Auteur d’une thèse sur Cornelius Castoriadis, Nicolas Poirier, docteur en science politique et HDR en philosophie contemporaine, propose avec cet ouvrage une longue réflexion sur les rapports entre l’exil et le processus de création artistique. Le panthéon des créateurs en exil est certes particulièrement peuplé, même si l’on s’en tient au seul panthéon littéraire, et le lien entre l’exil des auteurs et leur création peut aussi bien être putatif voire résultant de spéculations plus ou moins heureuses, comme on l’aura eu abondamment fait il y a déjà un demi-siècle avec les auteurs dramatiques du théâtre « de l’absurde » en France. Nicolas Poirier évite ce genre de chausse-trape hasardeuse en s’appuyant sur un corpus d’œuvres autobiographiques ou tout au moins autofictionnelles, de celles où ce sont les auteurs eux-mêmes qui parlent de leur condition d’exilé, de leur activité créatrice : la réflexion s’appuie ainsi, et sainement, sur les discours mêmes de ces auteurs chez qui la condition d’exilé est aussi variée que possible, en même temps qu’elle affirme d’emblée le postulat d’un « lien intrinsèque » (p. 7) entre cette condition et la modernité. Cette réflexion prend une de ses sources dans des lectures antérieures de Castoriadis, en particulier l’opposition instaurée par le philosophe grec entre « l’imaginaire instituant (la nouveauté née de la création) » et « l’imaginaire institué (la tradition née de la cristallisation de la nouveauté dans des institutions) » (p. 56).
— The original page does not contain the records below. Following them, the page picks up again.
#[cfg(test)]
mod tests {
    use super::*;

    #[test]
    fn parses_simple_triangle() {
        let obj = "\nv 0 0 0\nv 1 0 0\nv 0 1 0\nvn 0 0 1\nvn 0 0 1\nvn 0 0 1\nf 1 2 3\n";
        let mesh = load_mesh_from_str(obj).unwrap();
        assert_eq!(mesh.triangles(), &[[0, 1, 2]]);
        assert_eq!(mesh.vertex_count(), 3);
        assert_eq!(mesh.normals().len(), 3);
    }

    #[test]
    fn face_indices_are_decremented() {
        let obj = "v 0 0 0\nv 1 0 0\nv 0 1 0\nv 1 1 0\nf 4/1/1 2/2/2 3/3/3\n";
        let mesh = load_mesh_from_str(obj).unwrap();
        assert_eq!(mesh.triangles(), &[[3, 1, 2]]);
    }

    #[test]
    fn negative_indices_count_back() {
        let obj = "v 0 0 0\nv 1 0 0\nv 0 1 0\nf -3 -2 -1\n";
        let mesh = load_mesh_from_str(obj).unwrap();
        assert_eq!(mesh.triangles(), &[[0, 1, 2]]);
    }

    #[test]
    fn quads_are_fanned() {
        let obj = "v 0 0 0\nv 1 0 0\nv 1 1 0\nv 0 1 0\nf 1 2 3 4\n";
        let mesh = load_mesh_from_str(obj).unwrap();
        assert_eq!(mesh.triangles(), &[[0, 1, 2], [0, 2, 3]]);
    }

    #[test]
    fn out_of_range_face_is_malformed() {
        let obj = "v 0 0 0\nv 1 0 0\nv 0 1 0\nf 1 2 9\n";
        match load_mesh_from_str(obj) {
            Err(RendererError::MalformedMesh { line, .. }) => assert_eq!(line, 4),
            other => panic!("expected malformed mesh, got {other:?}"),
        }
    }

    #[test]
    fn short_vertex_is_malformed() {
        let obj = "v 0 0\n";
        assert!(matches!(
            load_mesh_from_str(obj),
            Err(RendererError::MalformedMesh { line: 1, .. })
        ));
    }

    #[test]
    fn two_vertex_face_is_malformed() {
        let obj = "v 0 0 0\nv 1 0 0\nf 1 2\n";
        assert!(matches!(
            load_mesh_from_str(obj),
            Err(RendererError::MalformedMesh { line: 3, .. })
        ));
    }

    #[test]
    fn mismatched_normal_count_is_malformed() {
        let obj = "v 0 0 0\nv 1 0 0\nv 0 1 0\nvn 0 0 1\nf 1 2 3\n";
        assert!(matches!(
            load_mesh_from_str(obj),
            Err(RendererError::MalformedMesh { line: 4, .. })
        ));
    }

    #[test]
    fn empty_source_is_malformed() {
        assert!(load_mesh_from_str("# nothing here\n").is_err());
    }

    #[test]
    fn vertices_without_faces_are_malformed() {
        let obj = "v 0 0 0\nv 1 0 0\nv 0 1 0\n";
        assert!(matches!(
            load_mesh_from_str(obj),
            Err(RendererError::MalformedMesh { line: 0, .. })
        ));
    }

    #[test]
    fn non_finite_coordinates_are_malformed() {
        for token in ["inf", "-inf", "NaN"] {
            let obj = format!("v 0 0 0\nv {token} 0 0\nv 0 1 0\nf 1 2 3\n");
            assert!(matches!(
                load_mesh_from_str(&obj),
                Err(RendererError::MalformedMesh { line: 2, .. })
            ));
        }
    }

    #[test]
    fn unknown_tags_are_ignored() {
        let obj = "o teapot\nv 0 0 0\nv 1 0 0\nv 0 1 0\nvt 0 0\ns off\nf 1 2 3\n";
        let mesh = load_mesh_from_str(obj).unwrap();
        assert_eq!(mesh.triangle_count(), 1);
    }

    #[test]
    fn computes_missing_normals() {
        let obj = "\nv 0 0 0\nv 1 0 0\nv 0 1 0\nf 1 2 3\n";
        let mesh = load_mesh_from_str(obj).unwrap();
        for normal in mesh.normals() {
            assert!((normal.length() - 1.0).abs() < 1e-5);
            assert!((normal.z - 1.0).abs() < 1e-5);
        }
    }

    #[test]
    fn normalize_fits_extent() {
        let obj = "v 4 -2 1\nv -8 3 0.5\nv 0 6 -1\nf 1 2 3\n";
        let mut mesh = load_mesh_from_str(obj).unwrap();
        let scale = mesh.normalize();
        assert!((scale - 1.5 / 8.0).abs() < 1e-6);
        assert!((mesh.max_abs_coordinate() - NORMALIZED_EXTENT).abs() < 1e-5);
        for position in mesh.positions() {
            assert!(position.abs().max_element() <= NORMALIZED_EXTENT + 1e-5);
        }
    }

    #[test]
    fn normalize_runs_once() {
        let mut mesh = load_mesh_from_str("v 3 0 0\nv 0 1 0\nv 0 0 1\nf 1 2 3\n").unwrap();
        let first = mesh.normalize();
        let snapshot = mesh.positions().to_vec();
        let second = mesh.normalize();
        assert_eq!(first, second);
        assert_eq!(mesh.positions(), snapshot.as_slice());
    }

    #[test]
    fn flat_mesh_is_left_unscaled() {
        let mut mesh = load_mesh_from_str("v 0 0 0\nv 0 0 0\nv 0 0 0\nf 1 2 3\n").unwrap();
        assert_eq!(mesh.normalize(), 1.0);
    }

    #[test]
    fn uvs_cover_unit_square() {
        let positions = [
            Vec3::new(-2.0, 1.0, 0.0),
            Vec3::new(2.0, 1.0, 0.0),
            Vec3::new(0.0, 3.0, 0.0),
        ];
        let uvs = compute_projected_plane_uvs(&positions, ProjectedPlane::Xy);
        assert_eq!(uvs[0], Vec2::new(0.0, 0.0));
        assert_eq!(uvs[1], Vec2::new(1.0, 0.0));
        assert_eq!(uvs[2], Vec2::new(0.5, 1.0));
    }

    #[test]
    fn builder_rejects_out_of_range_triangle() {
        let mut builder = MeshBuilder::new();
        builder
            .position(Vec3::ZERO)
            .position(Vec3::X)
            .position(Vec3::Y)
            .triangle(7, [0, 1, 3]);
        assert!(matches!(
            builder.finish(),
            Err(RendererError::MalformedMesh { line: 7, .. })
        ));
    }

    #[test]
    fn unit_cube_is_well_formed() {
        let mesh = load_mesh_from_str(UNIT_CUBE_OBJ).unwrap();
        assert_eq!(mesh.vertex_count(), 8);
        assert_eq!(mesh.triangle_count(), 12);
        for (position, normal) in mesh.positions().iter().zip(mesh.normals()) {
            assert!(position.dot(*normal) > 0.0);
        }
    }
}
pub mod client;
pub mod consensus;
pub mod peers;

pub use client::HttpChainSource;
pub use consensus::{ChainSnapshot, ChainSource, ConsensusResolver, Resolution};
pub use peers::PeerRegistry;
L’ouvrage commence dès son introduction à définir ce qu’il en est de l’exil par le préalable d’un rejet de la fausse question du « déracinement », qui est d’ailleurs une thématique absente des auteurs du corpus, véritables cosmopolites dont l’altérité est une condition créatrice. La réflexion est balisée en quatre étapes, quatre « parties » : « Exil et création », « Déplacements et métamorphoses », « Éthique de la création et écriture de soi » – partie elle-même divisée en deux sous-parties : « Cosmopoétique » et « Se créer soi-même : devenir écrivain ». La première partie prolonge le travail définitoire entamé dans l’introduction, en rappelant les sèmes que charrie la notion polysémique d’exil : contrainte et séparation. Elle fait ainsi la part de ce qu’a représenté l’exil chez Elias Canetti, Klaus Mann et Vladimir Nabokov pour qui l’exil a résulté d’une contrainte politique, chez Edward Saïd pour qui l’exil pour des études aux États-Unis subi en raison d’un choix parental résulte d’une contrainte non politique, chez Witold Gombrowicz décidant de rester à l’étranger pour des raisons tenant aux circonstances mais aussi à la cohérence de son parcours personnel, et chez James Joyce et Doris Lessing dont l’exil aura été entièrement délibéré.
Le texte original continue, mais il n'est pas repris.